Het oordeel van de rechtbank
De rechtbank is van oordeel dat op basis van bovenstaande bewijsmiddelen, in onderlinge samenhang bezien, het volgende kan worden vastgesteld. De verdachte en [slachtoffer] verbleven beiden in een pand voor huisvesting van arbeidsmigranten in de gemeente Venlo. Na een aantal dagen ontstond tussen de verdachte en [slachtoffer] een meningsverschil over de aard en/of het voortduren van hun relatie. De verhuizing van [slachtoffer] naar een andere kamer heeft vervolgens op donderdag 14 mei 2020 plaatsgevonden, waarna de verdachte zich begon te misdragen. Hij vertoonde jaloers gedrag, begon [slachtoffer] uit te schelden, stuurde haar veelvuldig sms-berichten en uitte dreigementen jegens haar. Uit de sms-berichten in het dossier blijkt dat de verdachte op zaterdag 16 mei 2020 om 11:46 uur naar [slachtoffer] heeft gestuurd dat het slecht zal gaan aflopen en dat zij zal zien waartoe hij in staat is. Om 12:05 uur heeft hij naar [slachtoffer] gestuurd dat hij haar gaat vermoorden met ‘dit mes’. Tussen 13:18 uur en 13:21 uur heeft de verdachte de daad bij het woord gevoegd en [slachtoffer] met een mes gestoken. Kort hierna, om 13.30 uur, heeft de verdachte een sms naar [slachtoffer] gestuurd met daarin de volgende inhoud: ‘
Ik zei al dat het zo zou gaan’. Toen de verdachte die middag werd voorgeleid, was zijn eerste vraag aan de verbalisant of [slachtoffer] nog leefde.

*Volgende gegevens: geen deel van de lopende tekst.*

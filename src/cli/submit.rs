//! Submit command - pick files and reserve upload slots for them

use crate::cli::hooks::CliHooks;
use crate::cli::style::{check, cross, hyperlink_url, spinner_style, Stream, Stylize};
use anstream::{eprintln, println};
use indicatif::ProgressBar;
use media_flow::auth::get_auth;
use media_flow::config::Config;
use media_flow::error::{Error, Result};
use media_flow::picker::{MediaSource, PathSource};
use media_flow::reservation::{create_reservation_service, ReservationOutcome, SpawnDispatcher};
use media_flow::submit::SubmissionCoordinator;
use media_flow::types::{PickedMediaItem, PostingOutcome, UploadSlot};
use std::path::PathBuf;
use std::sync::Arc;
use std::time::Duration;
use tokio::sync::mpsc::UnboundedReceiver;
use uuid::Uuid;

/// Run the submit command
pub async fn run_submit(config: &Config, files: Vec<PathBuf>, dry_run: bool) -> Result<()> {
    let items = PathSource::new(files, config.max_items).pick()?;

    if dry_run {
        return report_dry_run(config, &items);
    }

    let account = config.account.clone().ok_or_else(|| {
        Error::Config("no account configured. Set MFLOW_ACCOUNT or pass --account".to_string())
    })?;
    let auth = get_auth()?;
    let service = Arc::from(create_reservation_service(config)?);
    let (dispatcher, mut outcomes) = SpawnDispatcher::on_current_runtime(service)?;

    let hooks = Arc::new(CliHooks);
    let mut coordinator = SubmissionCoordinator::new(
        auth.connection(account),
        Arc::new(dispatcher),
        hooks.clone(),
        hooks,
    );

    coordinator.record_selection(items)?;
    let request_id = coordinator.advance_to_review()?;

    let spinner = ProgressBar::new_spinner();
    spinner.set_style(spinner_style());
    spinner.set_message("Reserving upload slots...");
    spinner.enable_steady_tick(Duration::from_millis(80));
    let outcome = wait_for_outcome(&mut outcomes, request_id).await;
    spinner.finish_and_clear();

    match outcome?.result {
        Ok(slots) => {
            report_slots(coordinator.items(), &slots);
            coordinator.complete_posting(PostingOutcome::Posted)?;
            Ok(())
        }
        Err(e) => {
            eprintln!("{} {}", cross(), "Reservation failed".error());
            coordinator.complete_posting(PostingOutcome::Dismissed)?;
            Err(e)
        }
    }
}

async fn wait_for_outcome(
    outcomes: &mut UnboundedReceiver<ReservationOutcome>,
    request_id: Uuid,
) -> Result<ReservationOutcome> {
    while let Some(outcome) = outcomes.recv().await {
        if outcome.request_id == request_id {
            return Ok(outcome);
        }
    }
    Err(Error::Internal(
        "reservation task ended without reporting".to_string(),
    ))
}

fn report_slots(items: &[PickedMediaItem], slots: &[UploadSlot]) {
    println!();
    for (item, slot) in items.iter().zip(slots) {
        println!("{} {}", check(), item.location.display().emphasis());
        println!("    put {}", slot.put_url.as_str().muted());
        println!(
            "    get {}",
            hyperlink_url(Stream::Stdout, slot.get_url.as_str())
        );
    }
    println!();
    println!(
        "Reserved {} upload slot{}",
        slots.len().accent(),
        if slots.len() == 1 { "" } else { "s" }
    );
}

fn report_dry_run(config: &Config, items: &[PickedMediaItem]) -> Result<()> {
    if items.is_empty() {
        return Err(Error::EmptySelection);
    }

    println!("{}", "Dry run - no slots will be reserved".muted());
    let endpoint = config
        .endpoint
        .as_ref()
        .map_or_else(|| "(no endpoint configured)".to_string(), ToString::to_string);
    println!(
        "Would reserve {} upload slot{} at {}:",
        items.len().accent(),
        if items.len() == 1 { "" } else { "s" },
        endpoint.accent()
    );
    for item in items {
        println!("  - {} ({})", item.location.display(), item.kind);
    }
    Ok(())
}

Beoordeeld dient te worden of de verdachte met zijn handelen het opzet had om [slachtoffer] van het leven te beroven. De rechtbank acht op grond van het bovenstaande bewezen dat de verdachte dit opzet had. Deze beslissing grondt de rechtbank op de inhoud van het sms-bericht dat door de verdachte kort voorafgaand aan het steekincident naar [slachtoffer] is gestuurd, inhoudende dat hij haar zal vermoorden met een mes, en het kort daarop volgende handelen door de verdachte, te weten het daadwerkelijk steken met een koksmes in het lichaam van [slachtoffer] en dan meer specifiek in de romp. De romp is een kwetsbaar deel van het lichaam, waar een messteek van meerdere centimeters diep gemakkelijk vitale organen kan raken en groot bloedverlies en uitval van lichaamsfuncties kan veroorzaken. Uit de diepte van de steekwond, die naar het oordeel van de rechtbank niet gering is te noemen, leidt de rechtbank tevens af dat de verdachte met kracht heeft gestoken. Kort na het steekincident stuurde de verdachte het bericht dat hij al had gezegd dat het zo zou gaan. Dat het voor de verdachte kennelijk moeilijk te verkroppen was dat [slachtoffer] geen relatie (meer) met hem wilde en dat hij zich in de aanloop naar het delict opgefokt en beledigend richting [slachtoffer] heeft gedragen, volgt niet alleen uit de verklaring van [slachtoffer] zelf, maar ook uit de hiervoor aangehaalde getuigenverklaringen. Ook uit de vraag van de verdachte tijdens zijn voorgeleiding of [slachtoffer] nog leefde, leidt de rechtbank af dat de verdachte wist dat [slachtoffer] door zijn handelen kon komen te overlijden. Gelet op het voorgaande acht de rechtbank de stelling van de verdediging, inhoudende dat de verdachte niet wilde steken met het mes en dat het mes op ongelukkige wijze in de onderrug van [slachtoffer] terecht is gekomen, niet aannemelijk geworden.